Voglio dire che per esempio non sono una donna, non sono un cassiere in un supermercato, non sono un impiegato, dentista, autista di autobus, avvocato, cameriere, ragioniere, giardiniere, né nessuno di un milione di altre cose che invece tu potresti essere.

Mi piacciono la scienza e i computer, ma sono un ignorante quando si tratta di cucina, lavorazione del legno, lavori di costruzione, architettura, religione, e un miliardo di altre cose. 

Ci sono tantissime cose che potresti insegnare che ti sembrano assolutamente ordinarie, ma che affascinerebbero me e molti altri lettori. Quindi condividi la tua esistenza apparentemente noiosa senza incidenti! Potrebbe essere per me e tutti gli altri che non vivono nella tua vita la cosa più intrigante della nostra giornata.

E se ancora non credi che qualcuno possa essere interessato alla tua vita “noiosa”, dai un’occhiata a Paolo di TOKYO’s Day in the Life Series , una deliziosa serie di video che offre scorci sulla vita della gente comune giapponese, un, fattorino, un creatore di manga, casalinga, macellaio, pompiere, impiegato d’albergo, ecc.
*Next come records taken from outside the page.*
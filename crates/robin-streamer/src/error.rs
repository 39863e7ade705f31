//! 流送层错误类型定义

use thiserror::Error;

use crate::link::LinkError;
use robin_anim::AnimError;

/// 流送层错误类型
#[derive(Error, Debug)]
pub enum StreamerError {
    /// 动画数据层错误（未知片段、资产解析失败等）
    #[error("Animation error: {0}")]
    Anim(#[from] AnimError),

    /// 机器人链路错误
    #[error("Robot link error: {0}")]
    Link(#[from] LinkError),

    /// 配置文件读取错误
    #[error("IO error: {0}")]
    Io(#[from] std::io::Error),

    /// 配置解析错误
    #[error("Config error: {0}")]
    Config(#[from] toml::de::Error),

    /// 控制通道已关闭（后台线程退出）
    #[error("Control channel closed")]
    ChannelClosed,
}
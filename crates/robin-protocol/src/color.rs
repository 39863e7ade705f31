//! 背包灯颜色打包
//!
//! 背包 LED 颜色在链路上以 RGB565 传输（每灯 2 字节，大端）。
//! 对于**单个 u16 内的位域**，协议明确 Bit 0-4 为蓝色分量，
//! bilge 默认使用 LSB first 位序，与协议要求一致。

use bilge::prelude::*;

/// RGB565 颜色（Bit 0-4 蓝，Bit 5-10 绿，Bit 11-15 红）
#[bitsize(16)]
#[derive(FromBits, DebugBits, Clone, Copy, PartialEq, Eq, Default)]
pub struct Rgb565 {
    pub b: u5,
    pub g: u6,
    pub r: u5,
}

impl Rgb565 {
    /// 从 8-bit RGB 分量构造（截断低位）
    pub fn from_rgb8(r: u8, g: u8, b: u8) -> Self {
        Self::new(u5::new(b >> 3), u6::new(g >> 2), u5::new(r >> 3))
    }

    /// 从 [0.0, 1.0] 浮点 RGB 构造（动画 JSON 中的颜色表示）
    ///
    /// 超出范围的分量按边界截断。
    pub fn from_rgb_f32(r: f32, g: f32, b: f32) -> Self {
        let to_u8 = |v: f32| (v.clamp(0.0, 1.0) * 255.0).round() as u8;
        Self::from_rgb8(to_u8(r), to_u8(g), to_u8(b))
    }

    /// 原始 16-bit 值（用于链路编码）
    pub fn raw(&self) -> u16 {
        self.value
    }

    /// 展开回 8-bit RGB 分量（高位复制填充低位）
    pub fn to_rgb8(&self) -> (u8, u8, u8) {
        let r5 = u8::from(self.r());
        let g6 = u8::from(self.g());
        let b5 = u8::from(self.b());
        (
            (r5 << 3) | (r5 >> 2),
            (g6 << 2) | (g6 >> 4),
            (b5 << 3) | (b5 >> 2),
        )
    }

    /// 全灭
    pub fn off() -> Self {
        Self::from(0u16)
    }
}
Milioni di persone trovano questi video accattivanti, perché, sai, le vite normali possono essere davvero affascinanti.

Le vite folli non fanno le storie migliori

Gli scrittori principianti spesso pensano che le persone che hanno avuto vite folli siano avvantaggiate quando si tratta di condividere storie personali. Pensano che le buone storie riguardino cose eccitanti. Ma non è affatto vero.

Considera Matthew Dicks . È uno dei migliori narratori dal vivo negli Stati Uniti. Gareggia regolarmente in The Moth, che ospita eventi di narrazione dal vivo, e ha vinto 48 StorySLAM e 6 campionati GrandSLAM. E sì, ha avuto una vita pazzesca. Morì in un incidente stradale da adolescente ed è stato rianimato dai paramedici sul ciglio della strada. Una volta è stato arrestato e processato per un crimine che non ha commesso. 
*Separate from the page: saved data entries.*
//! SFTP transfer session built on libssh2.

use std::fs::File;
use std::io::{self, ErrorKind, Read, Write};
use std::net::TcpStream;
use std::path::{Path, PathBuf};

use ssh2::{ErrorCode, Session, Sftp};

use crate::config::Config;
use crate::traits::{TransferError, TransferSession};

/// An authenticated SFTP session, kept open for the life of the process.
///
/// Dropping the session disconnects it.
pub struct SftpSession {
    // Dropped before `session`.
    sftp: Sftp,
    session: Session,
    remote_dir: PathBuf,
    closed: bool,
}

impl SftpSession {
    /// Connect, authenticate with username/password and open SFTP.
    pub fn connect(config: &Config) -> Result<Self, TransferError> {
        let tcp = TcpStream::connect((config.host.as_str(), config.port)).map_err(|source| {
            TransferError::Connect {
                host: config.host.clone(),
                port: config.port,
                source,
            }
        })?;

        let mut session = Session::new().map_err(protocol)?;
        session.set_tcp_stream(tcp);
        session.handshake().map_err(protocol)?;
        session
            .userauth_password(&config.username, &config.password)
            .map_err(|_| TransferError::AuthRejected {
                username: config.username.clone(),
            })?;
        if !session.authenticated() {
            return Err(TransferError::AuthRejected {
                username: config.username.clone(),
            });
        }

        let sftp = session.sftp().map_err(protocol)?;
        log::debug!("SFTP subsystem open on {}:{}", config.host, config.port);

        Ok(Self {
            sftp,
            session,
            remote_dir: PathBuf::from(&config.remote_dir),
            closed: false,
        })
    }

    /// Remote path an image named `remote_name` is written to.
    pub fn remote_path(&self, remote_name: &str) -> PathBuf {
        self.remote_dir.join(remote_name)
    }
}

impl TransferSession for SftpSession {
    fn put(&mut self, local_path: &Path, remote_name: &str) -> Result<(), TransferError> {
        let mut local = File::open(local_path).map_err(|err| TransferError::Failed {
            name: remote_name.to_owned(),
            reason: format!("{}: {err}", local_path.display()),
        })?;

        let remote_path = self.remote_path(remote_name);
        let mut remote = self
            .sftp
            .create(&remote_path)
            .map_err(|err| classify(remote_name, &err))?;

        stream_to(remote_name, &mut local, &mut remote)
    }

    /// Disconnect from the server. Later calls are no-ops.
    fn close(&mut self) {
        if self.closed {
            return;
        }
        self.closed = true;
        if let Err(err) = self
            .session
            .disconnect(None, "pi-cam-uplink shutting down", None)
        {
            log::warn!("SSH disconnect failed: {err}");
        }
    }
}

impl Drop for SftpSession {
    fn drop(&mut self) {
        self.close();
    }
}

/// Remote end of one upload.
trait RemoteFile: Write {
    /// Release the remote handle; the server confirms the write here.
    fn finish(&mut self) -> Result<(), ssh2::Error>;
}

impl RemoteFile for ssh2::File {
    fn finish(&mut self) -> Result<(), ssh2::Error> {
        self.close()
    }
}

/// Copy `local` into `remote` and wait for the server to confirm the close.
///
/// An upload only counts once the handle is closed without error.
fn stream_to<R: Read, F: RemoteFile>(
    remote_name: &str,
    local: &mut R,
    remote: &mut F,
) -> Result<(), TransferError> {
    io::copy(local, remote).map_err(|err| classify_io(remote_name, &err))?;
    remote.flush().map_err(|err| classify_io(remote_name, &err))?;
    remote.finish().map_err(|err| classify(remote_name, &err))
}

fn protocol(err: ssh2::Error) -> TransferError {
    TransferError::Protocol(err.to_string())
}

/// SFTP status codes concern one file; libssh2 session codes concern the link.
fn classify(remote_name: &str, err: &ssh2::Error) -> TransferError {
    match err.code() {
        ErrorCode::SFTP(_) => TransferError::Failed {
            name: remote_name.to_owned(),
            reason: err.to_string(),
        },
        ErrorCode::Session(_) => TransferError::Protocol(err.to_string()),
    }
}

/// Writes through an `ssh2::File` report libssh2 errors wrapped in
/// `io::Error` with kind `Other`, so the wrapped code decides first.
fn classify_io(remote_name: &str, err: &io::Error) -> TransferError {
    if let Some(ssh) = err
        .get_ref()
        .and_then(|inner| inner.downcast_ref::<ssh2::Error>())
    {
        return classify(remote_name, ssh);
    }
    if is_link_failure(err.kind()) {
        TransferError::Protocol(err.to_string())
    } else {
        TransferError::Failed {
            name: remote_name.to_owned(),
            reason: err.to_string(),
        }
    }
}

const fn is_link_failure(kind: ErrorKind) -> bool {
    matches!(
        kind,
        ErrorKind::BrokenPipe
            | ErrorKind::ConnectionReset
            | ErrorKind::ConnectionAborted
            | ErrorKind::NotConnected
            | ErrorKind::TimedOut
            | ErrorKind::UnexpectedEof
    )
}
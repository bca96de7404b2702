//! Sanity checks for images produced by a camera backend.
//!
//! A capture tool exiting with status 0 is not proof that a usable image
//! landed on disk. These checks catch empty or truncated output before it
//! is uploaded.

use std::fs::File;
use std::io::Read;
use std::path::Path;

use crate::traits::CaptureError;

/// JPEG start-of-image marker.
const JPEG_SOI: [u8; 2] = [0xFF, 0xD8];

/// Validates that `path` holds a non-empty JPEG file.
///
/// # Arguments
///
/// * `path` - Output path the backend was asked to write
///
/// # Returns
///
/// * `Ok(size)` with the file size in bytes if the image looks valid
/// * `Err(CaptureError::InvalidImage)` otherwise
///
/// # Errors
///
/// Returns `InvalidImage` if:
/// - The file does not exist or is not a regular file
/// - The file is empty
/// - The file does not start with the JPEG SOI marker
pub fn validate_jpeg(path: &Path) -> Result<u64, CaptureError> {
    let invalid = |reason: String| CaptureError::InvalidImage {
        path: path.to_path_buf(),
        reason,
    };

    let metadata = std::fs::metadata(path).map_err(|err| invalid(err.to_string()))?;
    if !metadata.is_file() {
        return Err(invalid("not a regular file".to_owned()));
    }
    if metadata.len() == 0 {
        return Err(invalid("empty file".to_owned()));
    }

    let mut header = [0u8; 2];
    File::open(path)
        .and_then(|mut file| file.read_exact(&mut header))
        .map_err(|err| invalid(format!("unreadable header: {err}")))?;

    if header != JPEG_SOI {
        return Err(invalid(format!(
            "missing JPEG marker (found {:02X} {:02X})",
            header[0], header[1]
        )));
    }

    Ok(metadata.len())
}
È stato un senzatetto. E mentre lavorava in un McDonald’s a 22 anni, qualcuno gli ha premuto una pistola contro la testa mentre giaceva sul pavimento con la faccia contro le piastrelle unte. Ma sai una cosa? Queste storie straordinarie non sono le sue migliori. Le sue storie migliori vengono dalla sua vita normale, ordinaria come insegnante, genitore, marito e proprietario di un cane.

Vedete, il problema con le storie straordinarie è che possono avere un sacco di cose eccitanti da raccontare, ma è difficile che il pubblico si relazioni con loro. La maggior parte delle persone non ha subìto un’esperienza di pre-morte, un interrogatorio della polizia, non è stata un senzatetto o è stata vittima di un’aggressione violenta. E questo è il problema. Il pubblico deve essere in grado di mettersi nei panni del narratore. Se non possono, la storia è presto dimenticata o apparire noiosa.

Quindi non pensare che la tua vita normale non possa essere la fonte di buone storie. Può assolutamente. Hai solo bisogno di imparare come prendere gli eventi della tua vita quotidiana e dare loro la forma giusta.

È come con le altre arti. Un dipinto non è migliore perché raffigura qualcosa di pazzo come un suricato mutante che spara un laser. Non è la follia della scena che rende grande un dipinto. È l’esecuzione. Sono l’abilità e la capacità di connettersi con il pubblico ed evocare emozioni. E così è con le storie. 

In effetti, alcuni dei migliori dipinti e storie non raffigurano altro che scene tratte dalla vita ordinaria. Quindi, indipendentemente da quanto pensi che sia noiosa la tua vita, smettila di inventare scuse. Non sei davvero in svantaggio con nessuno quando si tratta di condividere storie personali.